Hi,
torch version = 2.5.0
I am wondering whether torch.autocast
can handle neural networks with layers having different dtypes.
The following code suggests it cannot:
import torch
net = torch.nn.Sequential(
torch.nn.Linear(2, 10, dtype=torch.float16),
torch.nn.ReLU(),
torch.nn.Linear(10, 10, dtype=torch.float32),
torch.nn.ReLU(),
)
with torch.autocast("cuda"):
net(torch.as_tensor([[1., 2.]], dtype=torch.float16))
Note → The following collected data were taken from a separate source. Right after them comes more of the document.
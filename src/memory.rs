// SPDX-FileCopyrightText: 2025 - 2026 Eli Array Minkoff
//
// SPDX-License-Identifier: 0BSD

//! Auto-growing Intcode memory
//!
//! Every access at a non-negative address succeeds: reading or writing past the end first
//! zero-extends the backing storage so that the address exists. Negative addresses are rejected
//! with [`CpuError::NegativeAddress`].

use itertools::Itertools;
use std::fmt;

use crate::CpuError;

/// Default cap on the number of cells, see [`Memory::with_limit`]
pub const DEFAULT_LIMIT: usize = 1 << 16;

#[derive(Clone)]
/// Zero-indexed, zero-filled memory that grows on access
pub struct Memory {
    cells: Vec<i64>,
    limit: usize,
}

impl Memory {
    /// Create empty memory with the [default limit](DEFAULT_LIMIT)
    pub fn new() -> Self {
        Self::with_limit(DEFAULT_LIMIT)
    }

    /// Create empty memory that refuses to grow past `limit` cells.
    ///
    /// Legitimate programs rarely need more than a few thousand cells, so the limit exists to turn
    /// runaway addressing into a [`CpuError::MemoryLimit`] instead of an allocation failure. Pass
    /// [`usize::MAX`] to disable it.
    pub fn with_limit(limit: usize) -> Self {
        Self {
            cells: Vec::new(),
            limit,
        }
    }

    /// Replace the limit, keeping the current contents
    pub fn set_limit(&mut self, limit: usize) {
        self.limit = limit;
    }

    /// The configured growth limit
    pub fn limit(&self) -> usize {
        self.limit
    }

    /// Make sure `address` is backed by storage, returning it as an index
    fn ensure(&mut self, address: i64) -> Result<usize, CpuError> {
        let index = usize::try_from(address).map_err(|_| CpuError::NegativeAddress(address))?;
        if index >= self.cells.len() {
            if index >= self.limit {
                return Err(CpuError::MemoryLimit {
                    address,
                    limit: self.limit,
                });
            }
            self.cells.resize(index + 1, 0);
        }
        Ok(index)
    }

    /// Read the value at `address`, growing memory to include it if needed
    #[doc(alias = "get")]
    pub fn read(&mut self, address: i64) -> Result<i64, CpuError> {
        let index = self.ensure(address)?;
        Ok(self.cells[index])
    }

    /// Write `value` at `address`, growing memory to include it if needed
    #[doc(alias("set", "poke"))]
    pub fn write(&mut self, address: i64, value: i64) -> Result<(), CpuError> {
        let index = self.ensure(address)?;
        self.cells[index] = value;
        Ok(())
    }

    /// Look at the value at `address` without growing memory.
    ///
    /// Addresses past the end, and negative addresses, read as `0`.
    pub fn peek(&self, address: i64) -> i64 {
        usize::try_from(address)
            .ok()
            .and_then(|i| self.cells.get(i).copied())
            .unwrap_or_default()
    }

    /// Number of cells currently backed by storage
    pub fn len(&self) -> usize {
        self.cells.len()
    }

    /// Whether no cells are backed by storage
    pub fn is_empty(&self) -> bool {
        self.cells.is_empty()
    }

    /// View the backed cells
    pub fn as_slice(&self) -> &[i64] {
        &self.cells
    }
}

impl Default for Memory {
    fn default() -> Self {
        Self::new()
    }
}

// the limit is configuration, not contents
impl PartialEq for Memory {
    fn eq(&self, other: &Self) -> bool {
        self.cells == other.cells
    }
}

impl FromIterator<i64> for Memory {
    fn from_iter<I: IntoIterator<Item = i64>>(iter: I) -> Self {
        Self {
            cells: iter.into_iter().collect(),
            limit: DEFAULT_LIMIT,
        }
    }
}

impl IntoIterator for Memory {
    type Item = i64;
    type IntoIter = std::vec::IntoIter<i64>;
    fn into_iter(self) -> Self::IntoIter {
        self.cells.into_iter()
    }
}

impl<'a> IntoIterator for &'a Memory {
    type Item = &'a i64;
    type IntoIter = std::slice::Iter<'a, i64>;
    fn into_iter(self) -> Self::IntoIter {
        self.cells.iter()
    }
}

impl fmt::Debug for Memory {
    fn fmt(&self, fmt: &mut fmt::Formatter<'_>) -> fmt::Result {
        let mut fmtstruct = fmt.debug_map();
        for (row, chunk) in self.cells.chunks(16).enumerate() {
            // all-zero rows are noise
            if chunk.iter().any(|&c| c != 0) {
                fmtstruct.entry(
                    &format_args!("{:04}", row * 16),
                    &format_args!("[{}]", chunk.iter().format(", ")),
                );
            }
        }
        fmtstruct.finish()
    }
}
=> it raises RuntimeError: mat1 and mat2 must have the same dtype, but got Half and Float
But at some point recently I had started to believe autocast
was able to handle such cases.
I loaded a pretrained model on HuggingFace and changed just the dtype
of one layer. Without autocast, the same RuntimeError
was raised, but with autocast
the error disappeared.
Here is a Minimum Reproducible Example:
from transformers import pipeline
pipe = pipeline(
"text-classification",
model="Qwen/Qwen2.5-0.5B",
torch_dtype=torch.float16,
device_map="cuda"
)
pipe_model_named_parameters = {k: v for k, v in pipe.model.named_parameters()}
for p in pipe_model_named_parameters:
if "score" in p: # convert last trainable layer to float32 for stability during training
pipe_model_named_parameters[p].data = pipe_model_named_parameters[p].data.to(dtype=torch.float32)
with torch.autocast("cuda"): # context manager needed in case not all layers have the same dtype
print(pipe(["a", "b", "z"]))
Any insight on what autocast
allows and does not allow ?